Since the very early days of Cornucopt design, before I’d written any code and back when the whole project was both more and less like a wiki, I have wanted it to have buttons named “Create Down” and “Create Sideways.” The idea being that an individual hapless web-slave, charged with creating a corporate website or just a personal one with a mix of traditional and weblog/wiki flavors, could construct the kind of tabbed, menu’d page structure we see so often without having to work at it much, or at all. I think this is what simple hierarchy in Corny is going to look like. Ideally, I’d like to leave to the HTML and CSS templates the matter of how hierarchy is displayed. That way, the difference between a chaptered-and-paged documentation look and a top-of-page nav bar with dropdown menus could just be a matter of a few clicks.
The firmest hierarchical form of all wiki forms is the sub-wiki, in which wikis contain whole other wikis. These contained wikis may or may not make pages contained in other sub-wikis, or the master wiki, linkable, searchable, or even visible. You see this most often on so-called wiki farms, Blogspot-esque services that provide free or semi-free wikis. The surrounding stuff is non-wiki in these cases - you can’t nest isolated wikis within each other like Russian dolls. But mightn’t it be neat if you could? I don’t know what such functionality would be good for, but I can’t think of a reason to disallow it either. If we want the uses of Cornucopt to surprise us, and we do, we have to add this sort of capability.

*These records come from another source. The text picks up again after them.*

//! JPEG/JFIF
//!
//! Decoded and encoded with the `image` crate. The description tag travels in
//! a COM marker: read from the first COM segment before the scan, written
//! right after the JFIF APP0 segment. Output is grayscale or RGB 8-bit; alpha
//! is dropped before encoding.

use image::codecs::jpeg::JpegEncoder;
use image::{ExtendedColorType, ImageFormat};
use log::debug;
use serde::{Deserialize, Serialize};

use crate::core::file_io::ReadBackend;
use crate::entities::{tags, Attrs, FileInfo, Image, Pixel, PixelFormat};
use crate::io::error::IoResult;
use crate::io::raster::{encode_error, write_file, RasterLoad, RasterSave};
use crate::io::{FrameInfo, ImageIoInfo, ImageLoad, ImageSave};

pub const PLUGIN: &str = "JPEG";
pub const EXTENSIONS: &[&str] = &["jpeg", "jpg", "jfif"];

const SOI: [u8; 2] = [0xFF, 0xD8];
const MARKER_APP0: u8 = 0xE0;
const MARKER_COM: u8 = 0xFE;
const MARKER_SOS: u8 = 0xDA;

pub fn probe(header: &[u8]) -> bool {
    header.len() >= 3 && header[..2] == SOI && header[2] == 0xFF
}

#[derive(Debug, Clone, PartialEq, Serialize, Deserialize)]
#[serde(default)]
pub struct JpegOptions {
    /// 1..=100
    pub quality: u8,
}

impl Default for JpegOptions {
    fn default() -> Self {
        Self { quality: 90 }
    }
}

/// First COM segment before the scan data, if any.
pub fn read_comment(bytes: &[u8]) -> Option<String> {
    if bytes.len() < 4 || bytes[..2] != SOI {
        return None;
    }
    let mut pos = 2;
    while pos + 4 <= bytes.len() {
        if bytes[pos] != 0xFF {
            return None;
        }
        let marker = bytes[pos + 1];
        if marker == 0xFF {
            // Fill byte.
            pos += 1;
            continue;
        }
        if marker == MARKER_SOS {
            return None;
        }
        let len = u16::from_be_bytes([bytes[pos + 2], bytes[pos + 3]]) as usize;
        if len < 2 || pos + 2 + len > bytes.len() {
            return None;
        }
        if marker == MARKER_COM {
            let text = &bytes[pos + 4..pos + 2 + len];
            let end = text.iter().position(|&b| b == 0).unwrap_or(text.len());
            return Some(String::from_utf8_lossy(&text[..end]).into_owned());
        }
        pos += 2 + len;
    }
    None
}

/// Insert a COM segment after APP0 (or right after SOI when there is none).
pub fn insert_comment(jpeg: &mut Vec<u8>, comment: &str) {
    if jpeg.len() < 2 || jpeg[..2] != SOI || comment.is_empty() {
        return;
    }
    let mut at = 2;
    if jpeg.len() >= 6 && jpeg[2] == 0xFF && jpeg[3] == MARKER_APP0 {
        at = 4 + u16::from_be_bytes([jpeg[4], jpeg[5]]) as usize;
    }
    let text = &comment.as_bytes()[..comment.len().min(u16::MAX as usize - 2)];
    let mut segment = Vec::with_capacity(text.len() + 4);
    segment.extend_from_slice(&[0xFF, MARKER_COM]);
    segment.extend_from_slice(&((text.len() + 2) as u16).to_be_bytes());
    segment.extend_from_slice(text);
    jpeg.splice(at..at, segment);
}

fn comment_tags(bytes: &[u8]) -> Attrs {
    let mut tags = Attrs::new();
    if let Some(text) = read_comment(bytes) {
        tags.set_str(tags::DESCRIPTION, text);
    }
    tags
}

#[derive(Debug)]
pub struct JpegLoad {
    inner: RasterLoad,
}

impl JpegLoad {
    pub fn new(backend: ReadBackend) -> Self {
        Self { inner: RasterLoad::new(PLUGIN, ImageFormat::Jpeg, backend).with_tags(comment_tags) }
    }
}

impl ImageLoad for JpegLoad {
    fn open(&mut self, file: &FileInfo) -> IoResult<ImageIoInfo> {
        self.inner.open(file)
    }

    fn read(&mut self, frame: &FrameInfo) -> IoResult<Image> {
        self.inner.read(frame)
    }

    fn close(&mut self) -> IoResult<()> {
        self.inner.close();
        Ok(())
    }
}

#[derive(Debug, Default)]
pub struct JpegSave {
    options: JpegOptions,
    state: RasterSave,
}

impl JpegSave {
    pub fn new(options: JpegOptions) -> Self {
        Self { options, state: RasterSave::default() }
    }
}

impl ImageSave for JpegSave {
    fn open(&mut self, file: &FileInfo, info: &ImageIoInfo) -> IoResult<()> {
        let pixel = match info.info().pixel.format {
            PixelFormat::L | PixelFormat::LA => Pixel::L_U8,
            PixelFormat::Rgb | PixelFormat::Rgba => Pixel::RGB_U8,
        };
        self.state.open(file, pixel);
        Ok(())
    }

    fn write(&mut self, image: &Image, frame: &FrameInfo) -> IoResult<()> {
        let (path, pixels) = self.state.prepare(PLUGIN, image, frame)?;
        let color = if pixels.pixel().format == PixelFormat::L {
            ExtendedColorType::L8
        } else {
            ExtendedColorType::Rgb8
        };

        let mut out = Vec::new();
        let quality = self.options.quality.clamp(1, 100);
        JpegEncoder::new_with_quality(&mut out, quality)
            .encode(pixels.data(), pixels.width() as u32, pixels.height() as u32, color)
            .map_err(|e| encode_error(PLUGIN, &path, e))?;
        if let Some(text) = image.tags.get_str(tags::DESCRIPTION) {
            insert_comment(&mut out, text);
        }
        write_file(&path, &out).map_err(|e| e.relabel(PLUGIN))?;

        debug!("JPEG wrote {} (q={}, {} bytes)", path.display(), quality, out.len());
        Ok(())
    }

    fn close(&mut self) -> IoResult<()> {
        self.state.close();
        Ok(())
    }
}

#[cfg(test)]
mod tests {
    use super::*;
    use crate::entities::{Mirror, PixelData, PixelDataInfo};

    fn gradient(width: usize, height: usize, pixel: Pixel) -> Image {
        let mut pixels = PixelData::new(PixelDataInfo::new(width, height, pixel));
        let channels = pixel.channels();
        for y in 0..height {
            for x in 0..width {
                for c in 0..channels {
                    pixels.set_f32(x, y, c, (x + y) as f32 / (width + height) as f32);
                }
            }
        }
        Image::new(pixels)
    }

    #[test]
    fn test_comment_splice_and_parse() {
        let mut jpeg = vec![0xFF, 0xD8, 0xFF, 0xE0, 0x00, 0x04, 0xAA, 0xBB, 0xFF, 0xDA, 0x00, 0x02];
        insert_comment(&mut jpeg, "hello");
        assert_eq!(&jpeg[8..10], &[0xFF, MARKER_COM]);
        assert_eq!(read_comment(&jpeg).as_deref(), Some("hello"));
        assert_eq!(read_comment(&[0xFF, 0xD8, 0xFF, 0xDA, 0, 2]), None);
    }

    /// Test: RGBA input is written as RGB with the description in a COM marker
    #[test]
    fn test_save_and_load() {
        let dir = tempfile::tempdir().unwrap();
        let path = dir.path().join("frame.jpg");
        let file = FileInfo::new(&path);

        let mut image = gradient(16, 8, Pixel::RGBA_U8);
        image.tags.set_str(tags::DESCRIPTION, "slate");

        let mut saver = JpegSave::new(JpegOptions { quality: 95 });
        saver.open(&file, &ImageIoInfo::new(image.info().clone())).unwrap();
        saver.write(&image, &FrameInfo::default()).unwrap();
        saver.close().unwrap();

        let mut loader = JpegLoad::new(ReadBackend::Buffered);
        let info = loader.open(&file).unwrap();
        assert_eq!(info.info().pixel, Pixel::RGB_U8);
        assert_eq!((info.width(), info.height()), (16, 8));
        assert_eq!(info.tags.get_str(tags::DESCRIPTION), Some("slate"));

        let read = loader.read(&FrameInfo::default()).unwrap();
        assert_eq!(read.info().mirror, Mirror::Y);
        // Lossy: compare against the flipped source with a tolerance.
        let expected = image.pixels.convert(&read.info().clone());
        let max_diff = read
            .pixels
            .data()
            .iter()
            .zip(expected.data())
            .map(|(a, b)| (*a as i32 - *b as i32).abs())
            .max()
            .unwrap();
        assert!(max_diff <= 12, "max diff {max_diff}");
    }

    #[test]
    fn test_grey_stays_grey() {
        let dir = tempfile::tempdir().unwrap();
        let path = dir.path().join("grey.jpg");
        let file = FileInfo::new(&path);
        let image = gradient(8, 8, Pixel::LA_U8);

        let mut saver = JpegSave::new(JpegOptions::default());
        saver.open(&file, &ImageIoInfo::new(image.info().clone())).unwrap();
        saver.write(&image, &FrameInfo::default()).unwrap();

        let mut loader = JpegLoad::new(ReadBackend::Mapped);
        assert_eq!(loader.open(&file).unwrap().info().pixel, Pixel::L_U8);
    }
}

However, for the moment, the thought of integrating sub-wikis into CoCo in a flexible, removable way - including constraining search to one sub-wiki unless the admin doesn’t want it constrained, constraining links similarly, maybe doing so on a sub-wiki by sub-wiki basis instead of a global preference, and on and on - makes me want to grow a long beard and wander around muttering “doom, doom, doom.” So I think it will remain a hack for now.
2 Comments
1. ouroboros | November 23rd, 2004 at 7:06 pm
Consider four simple relations on a chessboard: forward/back, side, diagonal, knight’s move. And perhaps the long-knight’s move of (+-3,+-1) for a fifth.
2. misuba | November 23rd, 2004 at 9:33 pm
Spatial relationships like these are interesting to me in the context of social software, and they’re underexplored, but I think they’re orthogonal (ahem) to the question of hierarchy.
You might look into Cathy Marshall’s hypertext research at Xerox PARC, particularly the VIKI project (although you have to give it up for a female IA researcher with the metaphorical stones to name two consecutive other projects AQUANET and VO5).